_What the exercise asks_: Whenever a line in the records below contains "events", pick it out.

------------------------------------------------------------------------

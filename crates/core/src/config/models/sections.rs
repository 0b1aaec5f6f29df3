use serde::{Deserialize, Serialize};

/// 本机主机名，用于识别调度器自身所在的批处理容器
fn local_hostname() -> String {
    hostname::get()
        .ok()
        .and_then(|h| h.into_string().ok())
        .unwrap_or_else(|| "localhost".to_string())
}

fn default_maven_repository() -> String {
    match std::env::var("HOME") {
        Ok(home) if !home.is_empty() => format!("{home}/.m2/repository"),
        _ => "/root/.m2/repository".to_string(),
    }
}

#[derive(Debug, Clone, Serialize, Deserialize)]
#[serde(default)]
pub struct DockerConfig {
    pub binary: String,
    /// 容器名过滤正则
    pub container_filter: String,
    pub batch_container_name: String,
    pub hostname: String,
}

impl Default for DockerConfig {
    fn default() -> Self {
        Self {
            binary: "docker".to_string(),
            container_filter: ".*".to_string(),
            batch_container_name: "docker-cron".to_string(),
            hostname: local_hostname(),
        }
    }
}

impl DockerConfig {
    pub fn validate(&self) -> anyhow::Result<()> {
        if self.binary.trim().is_empty() {
            return Err(anyhow::anyhow!("docker命令路径不能为空"));
        }

        regex::Regex::new(&self.container_filter)
            .map_err(|e| anyhow::anyhow!("无效的容器过滤表达式 {}: {e}", self.container_filter))?;

        Ok(())
    }
}

#[derive(Debug, Clone, Serialize, Deserialize)]
#[serde(default)]
pub struct SchedulerConfig {
    pub tick_interval_ms: u64,
    pub max_prediction_iterations: usize,
}

impl Default for SchedulerConfig {
    fn default() -> Self {
        Self {
            tick_interval_ms: 1000,
            max_prediction_iterations: 100_000,
        }
    }
}

impl SchedulerConfig {
    pub fn validate(&self) -> anyhow::Result<()> {
        if self.tick_interval_ms == 0 {
            return Err(anyhow::anyhow!("调度间隔必须大于0"));
        }

        if self.max_prediction_iterations == 0 {
            return Err(anyhow::anyhow!("最大预测次数必须大于0"));
        }

        Ok(())
    }
}

#[derive(Debug, Clone, Serialize, Deserialize)]
#[serde(default)]
pub struct EvaluationConfig {
    pub default_script_engine: String,
    pub scripting_as_template: bool,
    pub template_start: String,
    pub template_end: String,
    /// 按挂载卷展开参数
    pub expand_per_mount: bool,
}

impl Default for EvaluationConfig {
    fn default() -> Self {
        Self {
            default_script_engine: "javascript".to_string(),
            scripting_as_template: false,
            template_start: "{".to_string(),
            template_end: "}".to_string(),
            expand_per_mount: false,
        }
    }
}

impl EvaluationConfig {
    pub fn validate(&self) -> anyhow::Result<()> {
        if self.template_start.is_empty() || self.template_end.is_empty() {
            return Err(anyhow::anyhow!("模板分隔符不能为空"));
        }

        if self.default_script_engine.trim().is_empty() {
            return Err(anyhow::anyhow!("默认脚本引擎不能为空"));
        }

        Ok(())
    }
}

#[derive(Debug, Clone, Serialize, Deserialize)]
#[serde(default)]
pub struct ExecutorConfig {
    /// 只记录命令，不真正执行
    pub dry_run: bool,
    pub maven_local_repository: String,
    pub maven_binary: String,
    pub java_binary: String,
}

impl Default for ExecutorConfig {
    fn default() -> Self {
        Self {
            dry_run: false,
            maven_local_repository: default_maven_repository(),
            maven_binary: "mvn".to_string(),
            java_binary: "java".to_string(),
        }
    }
}

#[derive(Debug, Clone, Serialize, Deserialize)]
#[serde(default)]
pub struct CleanupConfig {
    pub max_attempts: u32,
    pub backoff_ms: u64,
}

impl Default for CleanupConfig {
    fn default() -> Self {
        Self {
            max_attempts: 5,
            backoff_ms: 1000,
        }
    }
}

impl CleanupConfig {
    pub fn validate(&self) -> anyhow::Result<()> {
        if self.max_attempts == 0 {
            return Err(anyhow::anyhow!("删除重试次数必须大于0"));
        }
        Ok(())
    }
}

#[derive(Debug, Clone, Serialize, Deserialize)]
#[serde(default)]
pub struct LogsConfig {
    pub max_entries: usize,
    pub timeout_seconds: u64,
}

impl Default for LogsConfig {
    fn default() -> Self {
        Self {
            max_entries: 100_000,
            timeout_seconds: 60,
        }
    }
}

impl LogsConfig {
    pub fn validate(&self) -> anyhow::Result<()> {
        if self.max_entries == 0 {
            return Err(anyhow::anyhow!("日志条数上限必须大于0"));
        }
        if self.timeout_seconds == 0 {
            return Err(anyhow::anyhow!("日志查询超时必须大于0"));
        }
        Ok(())
    }
}

#[derive(Debug, Clone, Serialize, Deserialize)]
#[serde(default)]
pub struct ApiConfig {
    pub enabled: bool,
    pub bind_address: String,
}

impl Default for ApiConfig {
    fn default() -> Self {
        Self {
            enabled: true,
            bind_address: "0.0.0.0:8080".to_string(),
        }
    }
}

impl ApiConfig {
    pub fn validate(&self) -> anyhow::Result<()> {
        if self.enabled && self.bind_address.trim().is_empty() {
            return Err(anyhow::anyhow!("API绑定地址不能为空"));
        }
        Ok(())
    }
}

#[derive(Debug, Clone, Serialize, Deserialize)]
#[serde(default)]
pub struct ObservabilityConfig {
    pub log_level: String,
    pub log_format: String,
}

impl Default for ObservabilityConfig {
    fn default() -> Self {
        Self {
            log_level: "info".to_string(),
            log_format: "pretty".to_string(),
        }
    }
}

impl ObservabilityConfig {
    pub fn validate(&self) -> anyhow::Result<()> {
        let valid_levels = ["trace", "debug", "info", "warn", "error"];
        if !valid_levels.contains(&self.log_level.as_str()) {
            return Err(anyhow::anyhow!(
                "无效的日志级别: {}，支持的级别: {:?}",
                self.log_level,
                valid_levels
            ));
        }

        let valid_formats = ["pretty", "json"];
        if !valid_formats.contains(&self.log_format.as_str()) {
            return Err(anyhow::anyhow!(
                "无效的日志格式: {}，支持的格式: {:?}",
                self.log_format,
                valid_formats
            ));
        }

        Ok(())
    }
}
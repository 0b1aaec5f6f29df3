use std::collections::HashMap;

use docker_cron_core::utils::is_blank;
use docker_cron_core::{SchedulerError, SchedulerResult};
use tracing::warn;

use super::Evaluator;

/// `{name}` 占位符替换
///
/// 只扫描一遍：替换后的值不会再被解析。找不到或值为空的占位符原样保留并记录日志，
/// 扫描位置越过该占位符的起始分隔符继续向后查找。
#[derive(Debug, Clone)]
pub struct DelimiterRenderer {
    start: String,
    end: String,
    parameters: HashMap<String, String>,
}

impl DelimiterRenderer {
    pub fn new(parameters: HashMap<String, String>) -> Self {
        Self::with_delimiters(parameters, "{", "}")
    }

    pub fn with_delimiters(
        parameters: HashMap<String, String>,
        start: impl Into<String>,
        end: impl Into<String>,
    ) -> Self {
        Self {
            start: start.into(),
            end: end.into(),
            parameters,
        }
    }

    pub fn render(&self, input: &str) -> SchedulerResult<String> {
        if self.start.is_empty() || self.end.is_empty() {
            return Err(SchedulerError::config_error("模板分隔符不能为空"));
        }

        let mut output = String::with_capacity(input.len());
        let mut rest = input;

        while let Some(pos) = rest.find(&self.start) {
            output.push_str(&rest[..pos]);
            let after_start = &rest[pos + self.start.len()..];

            let Some(end_pos) = after_start.find(&self.end) else {
                return Err(SchedulerError::evaluation_error(format!(
                    "模板占位符未闭合: {input}"
                )));
            };

            let key = &after_start[..end_pos];
            match self.parameters.get(key).filter(|v| !is_blank(v)) {
                Some(value) => {
                    output.push_str(value);
                    rest = &after_start[end_pos + self.end.len()..];
                }
                None => {
                    warn!("找不到模板变量 '{}'，可用的变量: {}", key, self.available_keys());
                    output.push_str(&self.start);
                    rest = after_start;
                }
            }
        }

        output.push_str(rest);
        Ok(output)
    }

    fn available_keys(&self) -> String {
        let mut keys: Vec<&str> = self.parameters.keys().map(String::as_str).collect();
        keys.sort_unstable();
        keys.join(", ")
    }
}

impl Evaluator for DelimiterRenderer {
    fn evaluate(&self, expression: &str) -> SchedulerResult<String> {
        self.render(expression)
    }
}
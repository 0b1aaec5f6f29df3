//! docker-cron 核心库：错误类型、配置、数据模型以及外部协作者接口

pub mod config;
pub mod errors;
pub mod models;
pub mod traits;
pub mod utils;

pub use config::AppConfig;
pub use errors::*;
pub use models::*;
pub use traits::*;
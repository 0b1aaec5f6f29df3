//! # Docker Cron API
//!
//! 只读HTTP接口，基于Axum：
//!
//! - `GET /events?start=yyyy-MM-dd&end=yyyy-MM-dd` - 日历事件（历史运行与预测的触发时间）
//! - `GET /logs?container=<name>&start=<yyyy-MM-dd|毫秒>` - 容器日志
//! - `GET /health` - 健康检查
//! - `GET /metrics` - Prometheus 指标
//!
//! `/events` 与 `/logs` 出错时返回 400 和纯文本错误信息。
//!
//! ```rust,ignore
//! let app = docker_cron_api::create_app(AppState::new(fleet));
//! let listener = tokio::net::TcpListener::bind("0.0.0.0:8080").await?;
//! axum::serve(listener, app).await?;
//! ```

pub mod error;
pub mod handlers;
pub mod middleware;
pub mod routes;

pub use error::{ApiError, ApiResult};
pub use routes::{create_app, create_routes, AppState};
use std::sync::Arc;

use anyhow::{Context, Result};
use docker_cron_api::{create_app, AppState};
use docker_cron_core::{AppConfig, ContainerSource, ExecutionBackend, JobScheduler};
use docker_cron_dispatcher::{CronJobScheduler, Fleet};
use docker_cron_infrastructure::DockerCli;
use docker_cron_worker::{ExecutorDispatcher, InvocationCounter};
use metrics_exporter_prometheus::{PrometheusBuilder, PrometheusHandle};
use tokio::{net::TcpListener, sync::broadcast};
use tracing::{error, info, warn};

/// 主应用程序
pub struct Application {
    config: AppConfig,
    fleet: Arc<Fleet>,
    metrics: Option<PrometheusHandle>,
}

impl Application {
    /// 使用 docker 命令行和内置CRON调度器创建应用
    pub fn new(config: AppConfig) -> Result<Self> {
        info!("初始化应用程序");

        let docker = Arc::new(DockerCli::new(&config.docker, &config.cleanup));
        let scheduler = Arc::new(CronJobScheduler::new(config.scheduler.clone()));
        let metrics = install_metrics_recorder();

        let mut app = Self::from_parts(config, docker.clone(), docker, scheduler)?;
        app.metrics = metrics;
        Ok(app)
    }

    /// 由给定的协作者组装应用
    pub fn from_parts(
        config: AppConfig,
        source: Arc<dyn ContainerSource>,
        backend: Arc<dyn ExecutionBackend>,
        scheduler: Arc<dyn JobScheduler>,
    ) -> Result<Self> {
        let executors = Arc::new(ExecutorDispatcher::from_config(
            backend,
            source.clone(),
            &config.executor,
            InvocationCounter::new(),
        ));
        let fleet = Fleet::new(&config, source, scheduler, executors).context("创建容器注册表失败")?;

        Ok(Self {
            config,
            fleet: Arc::new(fleet),
            metrics: None,
        })
    }

    pub fn fleet(&self) -> &Arc<Fleet> {
        &self.fleet
    }

    /// 启动调度并提供API，直到收到关闭信号
    pub async fn run(&self, mut shutdown_rx: broadcast::Receiver<()>) -> Result<()> {
        self.fleet.load_containers().await.context("加载容器失败")?;
        self.fleet.delete_worker_containers().await;
        self.fleet.start_scheduling().await.context("启动调度失败")?;
        info!(
            "初始化完成，已注册 {} 个作业",
            self.fleet.count_of_scheduled_jobs().await
        );

        if self.config.api.enabled {
            self.run_api(shutdown_rx).await?;
        } else {
            let _ = shutdown_rx.recv().await;
        }

        info!("停止调度");
        self.fleet.stop().await.context("停止调度失败")?;
        Ok(())
    }

    async fn run_api(&self, mut shutdown_rx: broadcast::Receiver<()>) -> Result<()> {
        let mut state = AppState::new(self.fleet.clone());
        if let Some(handle) = &self.metrics {
            state = state.with_metrics(handle.clone());
        }
        let app = create_app(state);

        let bind_address = &self.config.api.bind_address;
        let listener = TcpListener::bind(bind_address)
            .await
            .with_context(|| format!("绑定API地址失败: {bind_address}"))?;
        info!("API服务器监听地址: {}", bind_address);

        axum::serve(listener, app)
            .with_graceful_shutdown(async move {
                let _ = shutdown_rx.recv().await;
                info!("API服务器收到关闭信号");
            })
            .await
            .map_err(|e| {
                error!("API服务器运行失败: {e}");
                anyhow::anyhow!("API服务器运行失败: {e}")
            })
    }
}

fn install_metrics_recorder() -> Option<PrometheusHandle> {
    match PrometheusBuilder::new().install_recorder() {
        Ok(handle) => Some(handle),
        Err(e) => {
            warn!("安装Prometheus指标导出器失败: {}", e);
            None
        }
    }
}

------------------------------------------------------------------------

_Solution_:
//! - `GET /events?start=yyyy-MM-dd&end=yyyy-MM-dd` - 日历事件（历史运行与预测的触发时间）
//! `/events` 与 `/logs` 出错时返回 400 和纯文本错误信息。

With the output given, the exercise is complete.